Ben Sira's prayer is jarringly contemporary precisely because it takes seriously what modern culture is inclined to minimize: the reality of interior disorder. In an age that often frames struggles with pride, lust, and gluttony as mere psychological phenomena to be managed by technique, this prayer insists they are spiritual realities requiring divine intervention.
For the Catholic today, this passage suggests a concrete practice: pre-emptive prayer. Rather than only confessing sin after the fact in the Sacrament of Reconciliation, Ben Sira models the habit of asking God each morning to restrain what we know our weaknesses to be. This maps naturally onto the Examen of St. Ignatius of Loyola, which begins not with review of past failures but with a prayer for grace to see clearly and act rightly.
The specific naming of gluttony and lust (v. 6) also challenges Catholic believers to treat the body's appetites as genuinely spiritual terrain — not to be despised, but to be ordered.

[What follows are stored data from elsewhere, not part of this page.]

//! `zx-verify` binary: render demo scenes or `.scr` dumps to PNGs or a
//! window and report on the resulting screen.

use std::process;

use zx_verify::{Command, config::USAGE, parse_args, run};

fn main() {
    env_logger::init();

    let config = match parse_args(std::env::args().skip(1)) {
        Ok(Command::Run(config)) => config,
        Ok(Command::Help) => {
            println!("{USAGE}");
            return;
        }
        Err(e) => {
            eprintln!("{e}");
            eprintln!();
            eprintln!("{USAGE}");
            process::exit(1);
        }
    };

    if let Err(e) = run(&config) {
        eprintln!("Error: {e}");
        process::exit(1);
    }
}
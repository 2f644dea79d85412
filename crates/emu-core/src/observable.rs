//! Observability trait for inspecting component state.
//!
//! A screen can be asked for a named property at any time.
//! Queries are read-only: they never touch the frame counter or the buffer.

use std::fmt;

/// A dynamically-typed value returned by a state query.
#[derive(Debug, Clone, Copy, PartialEq, Eq)]
#[cfg_attr(feature = "serde", derive(serde::Serialize), serde(untagged))]
pub enum Value {
    /// Boolean flag.
    Bool(bool),
    /// Unsigned byte (memory contents, colour indices).
    U8(u8),
    /// 16-bit unsigned integer (offsets into screen memory).
    U16(u16),
    /// 32-bit unsigned integer (counters).
    U32(u32),
}

impl fmt::Display for Value {
    fn fmt(&self, f: &mut fmt::Formatter<'_>) -> fmt::Result {
        match self {
            Value::Bool(v) => write!(f, "{v}"),
            Value::U8(v) => write!(f, "{v:#04X}"),
            Value::U16(v) => write!(f, "{v:#06X}"),
            Value::U32(v) => write!(f, "{v}"),
        }
    }
}

impl From<bool> for Value {
    fn from(v: bool) -> Self {
        Value::Bool(v)
    }
}

impl From<u8> for Value {
    fn from(v: u8) -> Self {
        Value::U8(v)
    }
}

impl From<u16> for Value {
    fn from(v: u16) -> Self {
        Value::U16(v)
    }
}

impl From<u32> for Value {
    fn from(v: u32) -> Self {
        Value::U32(v)
    }
}

/// A component whose state can be inspected by path.
pub trait Observable {
    /// Query a property by dotted path, e.g. `frame_count`,
    /// `attr.3.10.ink` or `memory.0x1800`.
    ///
    /// Returns `None` if the path is not recognised or is out of range.
    fn query(&self, path: &str) -> Option<Value>;

    /// Paths accepted by [`Observable::query`]; placeholders in angle
    /// brackets stand for numeric arguments.
    fn query_paths(&self) -> &'static [&'static str];
}

/// Parse a numeric path segment: decimal, `0x`-prefixed hex or `$`-prefixed hex.
#[must_use]
pub fn parse_number(segment: &str) -> Option<u32> {
    if let Some(hex) = segment
        .strip_prefix("0x")
        .or_else(|| segment.strip_prefix("0X"))
        .or_else(|| segment.strip_prefix('$'))
    {
        u32::from_str_radix(hex, 16).ok()
    } else {
        segment.parse().ok()
    }
}

#[cfg(test)]
mod tests {
    use super::*;

    #[test]
    fn display_formats_bytes_as_hex() {
        assert_eq!(Value::U8(0x39).to_string(), "0x39");
        assert_eq!(Value::U16(0x1800).to_string(), "0x1800");
        assert_eq!(Value::U32(6144).to_string(), "6144");
        assert_eq!(Value::Bool(true).to_string(), "true");
    }

    #[test]
    fn conversions_pick_the_narrowest_variant() {
        assert_eq!(Value::from(7u8), Value::U8(7));
        assert_eq!(Value::from(0x4000u16), Value::U16(0x4000));
        assert_eq!(Value::from(50u32), Value::U32(50));
        assert_eq!(Value::from(false), Value::Bool(false));
    }

    #[test]
    fn parse_number_accepts_all_prefixes() {
        assert_eq!(parse_number("6144"), Some(6144));
        assert_eq!(parse_number("0x1800"), Some(0x1800));
        assert_eq!(parse_number("$1800"), Some(0x1800));
        assert_eq!(parse_number("zz"), None);
    }
}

Fasting, chastity, and custody of the eyes are not relics of a past puritanism; they are the practical disciplines Ben Sira himself is begging God to help him maintain. The prayer invites Catholics to bring this same honest self-knowledge into their daily Liturgy of the Hours, their Confession preparation, and their examination of conscience.
Verse 4 — "O Lord, Father and God of my life, do not give me haughty eyes." The prayer resumes with a second solemn address — now Father and God — intensifying the theological grounding. "Haughty eyes" (hyperēphanian ophthalmōn) is a biblical idiom for pride in its most visible form: the contemptuous gaze that places oneself above others (cf. Prov 6:17, where "haughty eyes" head the list of seven things God hates). That pride should be the first specific vice named is not accidental; Augustine and Aquinas both identify pride (superbia) as the root of all sin. Ben Sira prays not only against proud action but against the proud look — the interior disposition that manifests in the eyes.
Verse 5 — "Turn away evil desire from me." Epithumia ponēra — "evil desire" or "wicked concupiscence" — is the disordered appetite that inclines the will toward what is contrary to right reason and God's law. This language is continuous with the vocabulary of Paul (Rom 7:7–8; Col 3:5) and James (Jas 1:14–15), who describe concupiscence as the seedbed of actual sin. Ben Sira asks God to turn it away — a conversion of the appetitive faculty itself, not merely restraint of its outward expression.
Verse 6 — "Let neither gluttony nor lust overtake me. Do not give me over to a shameless mind." Ben Sira concludes by naming two specific vices — gastrimargia (gluttony, literally "belly-madness") and koitēs (sexual lust) — that belong to the bodily appetites. These will be recognized by later Christian moral theology as two of the seven capital sins. The culminating phrase "a shameless mind" (anaideia) — literally, a mind without aidōs (reverence, shame before God and neighbor) — is the spiritual condition that enables all the preceding vices. Shamelessness is the loss of the interior brake: the conscience deadened so thoroughly that sin no longer registers as sin. Ben Sira thus frames gluttony and lust not merely as bodily failures but as symptoms of a deeper spiritual desensitization, making this final petition the most urgent of all.